Let’s talk about what goes into a BMO-Boy. If you have been following along (mostly on YouTube) you are familiar with Big BMO. Big BMO is the full sized BMO that’s been around for a while. Building it is somewhat complicated and no two have ever been put together in exactly the same way. Then along came astroBMO which is on the ISS and you may have seen in the credit sequence for Distant Lands. Yes, BMO is really in space! BMO-Boy was spawned from the astroBMO project because it was easily 3D printed and I felt I could standardize the construction so anybody could build it. You can find the 3D model here: https://www.thingiverse.com/thing:4574341.

Once that is printed there’s a lot of stuff to cram in there. My YouTube channel details how to do that. I’m sure there are a few things that are difficult to see so I will try to detail them here when I can.
For starters, you need lots of electronics. Lots! This is a list for things you can buy online from AdaFruit, Amazon, or DigiKey. The tricky part is modifying the LCD which is detailed on the AdaFruit site and I have a video of how it’s done as well.
| PowerBoost 1000C | https://www.adafruit.com/product/2465 |
| Lithium Ion Battery – 3.7v 2000mAh | https://www.adafruit.com/product/2011 |
| Straight Mini HDMI Plug Adapter | https://www.adafruit.com/product/3552 |
| HDMI – 10 cm Ribbon Cable | https://www.adafruit.com/product/3560 |
| 3.5″ TFT | https://www.adafruit.com/product/913 |
| Pi Zero | https://www.adafruit.com/product/3400 |
| Hitec/RCD HS-40 Economy Nano Servo | Amazon |
| M2 Brass Insert | Amazon |
| M2.5 Brass Inserts | Amazon |
| Speakers | Amazon |
In addition to the off the shelf electronics, you will need some boards that I designed to be mounted inside the BMO case. Theses add: front panel USB ports, front panel buttons and DPad, I2S microphone, on/off switch, low battery indicator, power on indicator, charging port, external HDMI port, I2S audio out, 4 port USB hub, servo controller, composite video out. That was a lot of stuff to cram into a small space and I just couldn’t find anything off the shelf that would work. You can buy all that from AdaFruit but it just won’t fit. Trust me, I tried.

These can be found in my shop when they are available.
https://byobmo.com/?product=bmo-boy-circuit-boards
I’ve been slowly adding them as they become available. If there is a big enough demand I can get a larger run made. Right now I’m just trying to gauge interest.
Once you have all that stuff here is what it should look like.

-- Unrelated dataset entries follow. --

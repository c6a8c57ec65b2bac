//! RGB color model shared by the filter/threshold evaluation layer.
//!
//! Colors travel through the system as 24-bit RGB. User-editable JSON blobs
//! carry them as hex strings (`"#RRGGBB"` or `"RRGGBB"`); the display layer
//! receives them pre-scaled by the global color-brightness setting.

use serde::{Deserialize, Serialize};

/// A 24-bit RGB color.
#[derive(Debug, Clone, Copy, PartialEq, Eq, Default, Serialize, Deserialize)]
pub struct Rgb {
    pub r: u8,
    pub g: u8,
    pub b: u8,
}

/// Neutral color shown for an empty or placeholder filter slot.
pub const NEUTRAL: Rgb = Rgb::new(0x80, 0x80, 0x80);

pub const WHITE: Rgb = Rgb::new(0xFF, 0xFF, 0xFF);
pub const BLACK: Rgb = Rgb::new(0x00, 0x00, 0x00);
pub const RED: Rgb = Rgb::new(0xFF, 0x00, 0x00);
pub const GREEN: Rgb = Rgb::new(0x00, 0xFF, 0x00);
pub const BLUE: Rgb = Rgb::new(0x00, 0x00, 0xFF);
pub const YELLOW: Rgb = Rgb::new(0xFF, 0xFF, 0x00);
pub const CHARTREUSE: Rgb = Rgb::new(0x7F, 0xFF, 0x00);
pub const MAGENTA: Rgb = Rgb::new(0xFF, 0x00, 0xFF);
pub const CYAN: Rgb = Rgb::new(0x00, 0xFF, 0xFF);

impl Rgb {
    pub const fn new(r: u8, g: u8, b: u8) -> Self {
        Self { r, g, b }
    }

    /// Parse a hex color string, with or without a leading `#`.
    ///
    /// Returns `None` for anything that is not exactly six hex digits.
    pub fn parse_hex(s: &str) -> Option<Self> {
        let hex = s.strip_prefix('#').unwrap_or(s);
        if hex.len() != 6 {
            return None;
        }
        let value = u32::from_str_radix(hex, 16).ok()?;
        Some(Self {
            r: (value >> 16) as u8,
            g: (value >> 8) as u8,
            b: value as u8,
        })
    }

    /// Format as `#RRGGBB`.
    pub fn to_hex(self) -> String {
        format!("#{:02X}{:02X}{:02X}", self.r, self.g, self.b)
    }

    /// Scale each channel by `brightness / 100` with integer division.
    ///
    /// `brightness >= 100` returns the color unchanged; `0` returns black.
    pub fn scale(self, brightness: u8) -> Self {
        if brightness >= 100 {
            return self;
        }
        if brightness == 0 {
            return BLACK;
        }
        let b = brightness as u16;
        Self {
            r: (self.r as u16 * b / 100) as u8,
            g: (self.g as u16 * b / 100) as u8,
            b: (self.b as u16 * b / 100) as u8,
        }
    }
}

impl std::fmt::Display for Rgb {
    fn fmt(&self, f: &mut std::fmt::Formatter<'_>) -> std::fmt::Result {
        write!(f, "{}", self.to_hex())
    }
}

/// Built-in default color for a filter name.
///
/// Known monochrome-imaging filters get conventional colors; anything else
/// is white. The lookup is case-insensitive.
pub fn default_filter_color(name: &str) -> Rgb {
    match name.to_ascii_lowercase().as_str() {
        "l" | "lum" | "luminance" => WHITE,
        "r" | "red" => RED,
        "g" | "green" => GREEN,
        "b" | "blue" => BLUE,
        "ha" | "h-alpha" | "halpha" => CHARTREUSE,
        "sii" | "s2" => MAGENTA,
        "oiii" | "o3" => CYAN,
        _ => WHITE,
    }
}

The Pi board sits on top of the Pi Zero with 11mm standoffs. Make sure the header on your Pi Zero isn’t an extended header or it won’t seat correctly on the 11mm standoff and the USB connector won’t fit. The USB connector is the small board with two USB micro connectors that connects the Pi Zero’s USB port to the input port of the expansion board. This enables the USB hub.
If you aren’t planning on using the HDMI micro port for desktop use then you can omit the FPC cable and the USM mini adapter. Saves some money but it is kind of cool. For me, it helps with debugging because it’s nice to have a large screen to work on.
Connecting the PowerBoost to the Pi Board can be a problem if you reverse the connector. The end that connects to the Pi Board is a keyed Molex connector so that’s not a problem. The PowerBoost uses a standard pin header that you solder on so you have to make sure the wires aren’t crossed. The cable that I provide should be marked with a 5V and a USB which correspond the the 5V pin and the USB pin marked on the PowerBoost. Again, always verify.

You will also need a power cord that connects the PowerBoost module to the USB power port of the Pi Zero. I take a typical USB charging cable and cut it, strip the wires, tin the leads and use that for power. I don’t like using data cables because they have four wires to sort out and the wire gauge tends to be thinner. Either way, you need to verify which wire is positive and which is negative before connecting. I plug the other end (the part I cut off) into a USB battery and verify the leads with a multimeter. Rarely are the leads red and black and even when they are I have found them to be reversed at times. That’s bad news, so always verify. And then verify again.
Once all that is set up then you need software. I’ll detail that in another post. But the short version of it is I take a standard Raspberry Pi OS, add RetroPie, then add my custom BMOS.